Objective Radiofrequency catheter ablation (RFCA) is a standard treatment for idiopathic premature ventricular complexes (PVCs). This study was aimed to determine autonomic nervous system (ANS) activity in patients with low, medium and high PVC burdens pre- and pro-RFCA.
Methods We retrospectively analyzed a total of 200 patients underwent radiofrequency ablation surgery for idiopathic PVCS from June 2017 to March 2021. The procedural ablation success was achieved in 179 of the 200 (89.5%). Patients had success ablation was classified into low burden PVC group (PVCs/min ≤15%), medium burden PVC group (15%> PVCs/min <25%) and high burden PVC group (PVCs/min ≥25%). We assessed the clinical data, time and frequency-domain variables, heart rate turbulence(HRV) and deceleration capacity of rate of patients with different PVC burdens and various ablation site. Spearman correlation analysis was performed.

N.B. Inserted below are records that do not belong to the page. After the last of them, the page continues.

//! dcr-ledger
//!
//! Durable `code -> result` ledger for reconciliation runs.
//!
//! The ledger is a single JSON object on disk. Keys are codes, values are
//! either a remote discount identifier or a symbolic status string. The file
//! is valid JSON after every flush; a run that dies between flushes loses only
//! what it had not flushed yet.
//!
//! Writes are structural appends: new entries are spliced in before the
//! closing brace and everything already on disk is left byte-for-byte intact.
//! A key flushed twice is kept twice on disk; readers see the last value.

mod error;
mod writer;

use std::collections::BTreeMap;
use std::fs;
use std::path::Path;

pub use error::LedgerError;
pub use writer::{FlushKind, FlushReport, LedgerWriter};

/// Ledger contents: code -> identifier or status string.
pub type LedgerEntries = BTreeMap<String, String>;

/// Parse a ledger file.
///
/// Never fails: a missing, empty, or unparsable file reads as an empty
/// mapping (logged at error level when unparsable). Duplicate keys resolve
/// to the last value written.
pub fn read_ledger(path: impl AsRef<Path>) -> LedgerEntries {
    let path = path.as_ref();
    let raw = match fs::read_to_string(path) {
        Ok(raw) => raw,
        Err(e) if e.kind() == std::io::ErrorKind::NotFound => return LedgerEntries::new(),
        Err(e) => {
            tracing::error!(path = %path.display(), error = %e, "ledger read failed");
            return LedgerEntries::new();
        }
    };

    if raw.trim().is_empty() {
        return LedgerEntries::new();
    }

    match serde_json::from_str::<LedgerEntries>(&raw) {
        Ok(entries) => entries,
        Err(e) => {
            tracing::error!(path = %path.display(), error = %e, "could not decode ledger json");
            LedgerEntries::new()
        }
    }
}
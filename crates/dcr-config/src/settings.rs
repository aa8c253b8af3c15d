//! Typed settings read from the merged config JSON.
//!
//! Every knob has a default, so an empty config is a valid config. Present
//! values of the wrong type or out of range are rejected with the offending
//! pointer in the message.

use anyhow::{bail, Result};
use chrono::{DateTime, Utc};
use serde_json::Value;
use std::path::PathBuf;
use std::time::Duration;

pub const DEFAULT_BATCH_SIZE: usize = 15;
pub const DEFAULT_SAVE_FREQUENCY: usize = 3;
pub const DEFAULT_DISCOUNT_PERCENTAGE: f64 = 0.10;
pub const DEFAULT_STARTS_AT: &str = "2025-01-01T00:00:00Z";
pub const DEFAULT_API_VERSION: &str = "2025-04";
pub const DEFAULT_RETRY_DELAY_MS: u64 = 500;
pub const DEFAULT_REQUEST_TIMEOUT_MS: u64 = 30_000;
pub const DEFAULT_BASE_FILENAME: &str = "discount_code_results";
pub const DEFAULT_SUFFIX_LEN: usize = 3;

/// What to do when a code has no remote discount.
#[derive(Debug, Clone, Copy, PartialEq, Eq, Default)]
pub enum CreationPolicy {
    /// Record the code as skipped; never call create.
    #[default]
    Skip,
    /// Attempt exactly one remote create.
    Create,
}

impl CreationPolicy {
    pub fn as_str(&self) -> &'static str {
        match self {
            CreationPolicy::Skip => "skip",
            CreationPolicy::Create => "create",
        }
    }

    pub fn parse(s: &str) -> Result<Self> {
        match s.trim().to_ascii_lowercase().as_str() {
            "skip" => Ok(CreationPolicy::Skip),
            "create" => Ok(CreationPolicy::Create),
            other => bail!("invalid creation_policy '{}'. expected one of: skip | create", other),
        }
    }
}

#[derive(Debug, Clone, PartialEq)]
pub struct EngineSettings {
    pub batch_size: usize,
    /// Flush the accumulator every N batches.
    pub save_frequency: usize,
    /// Fixed pause between batches (rate limiting). Zero disables it.
    pub inter_batch_delay: Duration,
    pub creation_policy: CreationPolicy,
}

impl Default for EngineSettings {
    fn default() -> Self {
        Self {
            batch_size: DEFAULT_BATCH_SIZE,
            save_frequency: DEFAULT_SAVE_FREQUENCY,
            inter_batch_delay: Duration::ZERO,
            creation_policy: CreationPolicy::Skip,
        }
    }
}

/// Values applied to newly created discounts.
#[derive(Debug, Clone, PartialEq)]
pub struct DiscountDefaults {
    /// Fraction in (0, 1], e.g. 0.10 for ten percent off.
    pub percentage: f64,
    pub starts_at: DateTime<Utc>,
}

impl Default for DiscountDefaults {
    fn default() -> Self {
        Self {
            percentage: DEFAULT_DISCOUNT_PERCENTAGE,
            starts_at: DateTime::parse_from_rfc3339(DEFAULT_STARTS_AT)
                .map(|dt| dt.with_timezone(&Utc))
                .unwrap_or_default(),
        }
    }
}

#[derive(Debug, Clone, PartialEq)]
pub struct GatewaySettings {
    /// e.g. `example.myshopify.com`. Only required when talking to the platform.
    pub shop_domain: Option<String>,
    /// Origin overriding `https://{shop_domain}` (proxies, local mocks).
    pub base_url: Option<String>,
    pub api_version: String,
    /// Pause before the single identifier-recovery lookup after a create.
    pub retry_delay: Duration,
    pub request_timeout: Duration,
}

impl Default for GatewaySettings {
    fn default() -> Self {
        Self {
            shop_domain: None,
            base_url: None,
            api_version: DEFAULT_API_VERSION.to_string(),
            retry_delay: Duration::from_millis(DEFAULT_RETRY_DELAY_MS),
            request_timeout: Duration::from_millis(DEFAULT_REQUEST_TIMEOUT_MS),
        }
    }
}

#[derive(Debug, Clone, PartialEq)]
pub struct LedgerSettings {
    pub dir: PathBuf,
    pub base_filename: String,
    pub suffix_len: usize,
}

impl Default for LedgerSettings {
    fn default() -> Self {
        Self {
            dir: PathBuf::from("."),
            base_filename: DEFAULT_BASE_FILENAME.to_string(),
            suffix_len: DEFAULT_SUFFIX_LEN,
        }
    }
}

#[derive(Debug, Clone, PartialEq, Default)]
pub struct Settings {
    pub engine: EngineSettings,
    pub discount: DiscountDefaults,
    pub gateway: GatewaySettings,
    pub ledger: LedgerSettings,
}

impl Settings {
    pub fn from_config_json(cfg: &Value) -> Result<Self> {
        let mut s = Settings::default();

        if let Some(n) = read_u64(cfg, "/engine/batch_size")? {
            s.engine.batch_size = positive(n, "/engine/batch_size")?;
        }
        if let Some(n) = read_u64(cfg, "/engine/save_frequency")? {
            s.engine.save_frequency = positive(n, "/engine/save_frequency")?;
        }
        if let Some(ms) = read_u64(cfg, "/engine/inter_batch_delay_ms")? {
            s.engine.inter_batch_delay = Duration::from_millis(ms);
        }
        if let Some(p) = read_str(cfg, "/engine/creation_policy")? {
            s.engine.creation_policy = CreationPolicy::parse(&p)?;
        }

        if let Some(v) = cfg.pointer("/discount/percentage") {
            let Some(p) = v.as_f64() else {
                bail!("CONFIG_INVALID /discount/percentage: expected a number");
            };
            if !(p > 0.0 && p <= 1.0) {
                bail!("CONFIG_INVALID /discount/percentage: {} is outside (0, 1]", p);
            }
            s.discount.percentage = p;
        }
        if let Some(raw) = read_str(cfg, "/discount/starts_at")? {
            let Ok(dt) = DateTime::parse_from_rfc3339(&raw) else {
                bail!("CONFIG_INVALID /discount/starts_at: '{}' is not RFC 3339", raw);
            };
            s.discount.starts_at = dt.with_timezone(&Utc);
        }

        s.gateway.shop_domain = read_str(cfg, "/gateway/shop_domain")?;
        s.gateway.base_url = read_str(cfg, "/gateway/base_url")?;
        if let Some(v) = read_str(cfg, "/gateway/api_version")? {
            s.gateway.api_version = v;
        }
        if let Some(ms) = read_u64(cfg, "/gateway/retry_delay_ms")? {
            s.gateway.retry_delay = Duration::from_millis(ms);
        }
        if let Some(ms) = read_u64(cfg, "/gateway/request_timeout_ms")? {
            let ms = positive(ms, "/gateway/request_timeout_ms")? as u64;
            s.gateway.request_timeout = Duration::from_millis(ms);
        }

        if let Some(dir) = read_str(cfg, "/ledger/dir")? {
            s.ledger.dir = PathBuf::from(dir);
        }
        if let Some(name) = read_str(cfg, "/ledger/base_filename")? {
            s.ledger.base_filename = name;
        }
        if let Some(n) = read_u64(cfg, "/ledger/suffix_len")? {
            s.ledger.suffix_len = positive(n, "/ledger/suffix_len")?;
        }

        Ok(s)
    }
}

fn read_u64(cfg: &Value, pointer: &str) -> Result<Option<u64>> {
    match cfg.pointer(pointer) {
        None | Some(Value::Null) => Ok(None),
        Some(v) => match v.as_u64() {
            Some(n) => Ok(Some(n)),
            None => bail!("CONFIG_INVALID {}: expected a non-negative integer, got {}", pointer, v),
        },
    }
}

/// Blank strings count as absent.
fn read_str(cfg: &Value, pointer: &str) -> Result<Option<String>> {
    match cfg.pointer(pointer) {
        None | Some(Value::Null) => Ok(None),
        Some(Value::String(s)) => {
            let t = s.trim();
            Ok((!t.is_empty()).then(|| t.to_string()))
        }
        Some(other) => bail!("CONFIG_INVALID {}: expected a string, got {}", pointer, other),
    }
}

fn positive(n: u64, pointer: &str) -> Result<usize> {
    if n == 0 {
        bail!("CONFIG_INVALID {}: must be at least 1", pointer);
    }
    Ok(n as usize)
}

Results High burden PVCs had higher mean HR, SDANN, SDNN index, standard deviation of normal to normal intervals (SDNN), root-mean square successive differences (rMSSD), pNN50 and lower ratio of low-frequency (LF)/ high-frequency (HF), compared to low burden PVCs. After ablation, SDNN, SDNN index, SDANN, rMSSD, pNN50, TS (turbulence slope) and DC (deceleration capacity) were significantly decreased (P<0.01), while LF/HF and TO was significantly increased (P<0.01). The burden of preoperative PVCs was positively correlated with LVD, mean HR, SDNN index, SDANN, rMSSD and pNN50, but negatively correlated with TC, LDL-C, LVEF and LF/HF. Regression analysis showed that the burden of PVCs was positively correlated with mean HR (P=0.000), SDANN (P=0.000) and rMSSD (P=0.000).
Conclusion With the increase of PVCS burden, both sympathetic and vagus nerve activities are enhanced. The numbers of PVCS may be related to impaired autonomic nerve balance regulation. RFCA reduced parasympathetic activity and sympathetic activity after eradication of PVCS.